Shad’s blog for the week
I just started reading Tobias Dantzig’s “Number: The language of Science” and realized I could quote him selectively, to support my protest, which put simply, runs like this:
Something is seriously wrong with Math education.
You know it. I know it.
I could be a parent, teacher, an employer or an adult who missed out on higher education because I was under-achieving in Math(s). When it came to Math(s), I “wouldn’t get it“. My grades suggested it. My teachers projected it. And society punishes me for it by denying me opportunities for self advancement. By the end I am hopelessly reconciled to an embarrassing truth: “I’m not smart enough. That’s all there’s to it. For Math(s) you need to be smart. ….and I’m not. ”

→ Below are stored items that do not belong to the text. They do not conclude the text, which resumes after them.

//! Input and echo types shared by the list queries.
//!
//! Filter, pagination and sorting structs double as output types so list
//! responses can echo back exactly what the client asked for.

use async_graphql::{Enum, InputObject, SimpleObject};
use uuid::Uuid;

use scribe_core::domain::{BlogField, BlogPostField};
use scribe_core::services::{
    BlogFilter, BlogPostFilter, BlogPostQuery, BlogQuery, Pagination as PageRequest, Sorting,
};

#[derive(Enum, Copy, Clone, Debug, Eq, PartialEq)]
#[graphql(name = "Role", remote = "scribe_core::domain::Role")]
pub enum RoleType {
    Regular,
    Writer,
    Moderator,
}

#[derive(Enum, Copy, Clone, Debug, Eq, PartialEq)]
#[graphql(name = "SortOrder", remote = "scribe_core::query::SortOrder")]
pub enum SortOrderType {
    Asc,
    Desc,
}

#[derive(Enum, Copy, Clone, Debug, Eq, PartialEq)]
pub enum BlogSortField {
    Title,
    CreatedAt,
    UpdatedAt,
}

impl From<BlogSortField> for BlogField {
    fn from(field: BlogSortField) -> Self {
        match field {
            BlogSortField::Title => BlogField::Title,
            BlogSortField::CreatedAt => BlogField::CreatedAt,
            BlogSortField::UpdatedAt => BlogField::UpdatedAt,
        }
    }
}

#[derive(Enum, Copy, Clone, Debug, Eq, PartialEq)]
pub enum PostSortField {
    Title,
    IsPublish,
    CreatedAt,
    UpdatedAt,
}

impl From<PostSortField> for BlogPostField {
    fn from(field: PostSortField) -> Self {
        match field {
            PostSortField::Title => BlogPostField::Title,
            PostSortField::IsPublish => BlogPostField::IsPublish,
            PostSortField::CreatedAt => BlogPostField::CreatedAt,
            PostSortField::UpdatedAt => BlogPostField::UpdatedAt,
        }
    }
}

#[derive(SimpleObject, InputObject, Clone, Copy, Debug, Default)]
#[graphql(input_name = "PaginationInput")]
pub struct Pagination {
    pub offset: Option<u64>,
    pub limit: Option<u64>,
}

impl From<Pagination> for PageRequest {
    fn from(p: Pagination) -> Self {
        PageRequest {
            offset: p.offset,
            limit: p.limit,
        }
    }
}

// Blogs

#[derive(SimpleObject, InputObject, Clone, Debug, Default)]
#[graphql(input_name = "BlogFilterInput")]
pub struct BlogListFilter {
    pub id: Option<Uuid>,
    /// Case-insensitive substring of the title.
    pub title: Option<String>,
    pub author_id: Option<Uuid>,
}

#[derive(SimpleObject, InputObject, Clone, Copy, Debug, Default)]
#[graphql(input_name = "BlogSortingInput")]
pub struct BlogSorting {
    pub field: Option<BlogSortField>,
    pub order: Option<SortOrderType>,
}

#[derive(SimpleObject, InputObject, Clone, Debug, Default)]
#[graphql(input_name = "BlogFilteringPaginationSorting")]
pub struct BlogListOptions {
    pub filter: Option<BlogListFilter>,
    pub pagination: Option<Pagination>,
    pub sorting: Option<BlogSorting>,
}

impl From<BlogListOptions> for BlogQuery {
    fn from(options: BlogListOptions) -> Self {
        BlogQuery {
            filter: options.filter.map(|f| BlogFilter {
                id: f.id,
                title: f.title,
                author_id: f.author_id,
            }),
            pagination: options.pagination.map(Into::into),
            sorting: options.sorting.map(|s| Sorting {
                field: s.field.map(Into::into),
                order: s.order.map(Into::into),
            }),
        }
    }
}

// Blog posts

#[derive(SimpleObject, InputObject, Clone, Debug, Default)]
#[graphql(input_name = "BlogPostFilterInput")]
pub struct PostListFilter {
    pub id: Option<Uuid>,
    pub is_publish: Option<bool>,
    /// Case-insensitive substring of the title.
    pub title: Option<String>,
    /// Posts carrying this tag.
    pub tag: Option<String>,
}

#[derive(SimpleObject, InputObject, Clone, Copy, Debug, Default)]
#[graphql(input_name = "BlogPostSortingInput")]
pub struct PostSorting {
    pub field: Option<PostSortField>,
    pub order: Option<SortOrderType>,
}

#[derive(SimpleObject, InputObject, Clone, Debug, Default)]
#[graphql(input_name = "BlogPostFilteringPaginationSorting")]
pub struct PostListOptions {
    pub filter: Option<PostListFilter>,
    pub pagination: Option<Pagination>,
    pub sorting: Option<PostSorting>,
}

impl From<PostListOptions> for BlogPostQuery {
    fn from(options: PostListOptions) -> Self {
        BlogPostQuery {
            filter: options.filter.map(|f| BlogPostFilter {
                id: f.id,
                is_publish: f.is_publish,
                title: f.title,
                tag: f.tag,
            }),
            pagination: options.pagination.map(Into::into),
            sorting: options.sorting.map(|s| Sorting {
                field: s.field.map(Into::into),
                order: s.order.map(Into::into),
            }),
        }
    }
}
//! Health check endpoint.

use actix_web::{HttpResponse, web};
use scribe_shared::{ApiResponse, HealthResponse};

use crate::state::AppState;

/// Health check endpoint - returns server status and the active store.
///
/// GET /api/health
pub async fn health_check(state: web::Data<AppState>) -> HttpResponse {
    let response = HealthResponse {
        status: "ok".to_string(),
        version: env!("CARGO_PKG_VERSION").to_string(),
        timestamp: chrono::Utc::now().to_rfc3339(),
        storage: state.storage.as_str().to_string(),
    };

    HttpResponse::Ok().json(ApiResponse::ok(response))
}
//! # Scribe Shared
//!
//! Wire types shared between the API server and its clients.

pub mod dto;
pub mod response;

pub use dto::{AuthResponse, ErrorCode, HealthResponse, RegisterUserRequest};
pub use response::{ApiResponse, ErrorResponse};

This is not an autobiographical “I”. It is a positional “I”, an abstract middle seat that keeps this blog pinned down to a center.You can sit on this seat and get a better view of my protestations as a Math teacher.
So, to continue.
I could also be among those who perform brilliantly in any of the non-Math(s) areas I am lured into, like: business, marketing, sports, the performing arts, journalism, creative writing, the behavioural sciences, education, and complex historical studies. Despite my poor Math scores I am able to express, articulate, analyse and synthesise facts, information and knowledge with varying degrees of insight, knowledge and precision. I can display a perceptive understanding of forces sweeping across societies and affecting lives in strange, often predictable, ways.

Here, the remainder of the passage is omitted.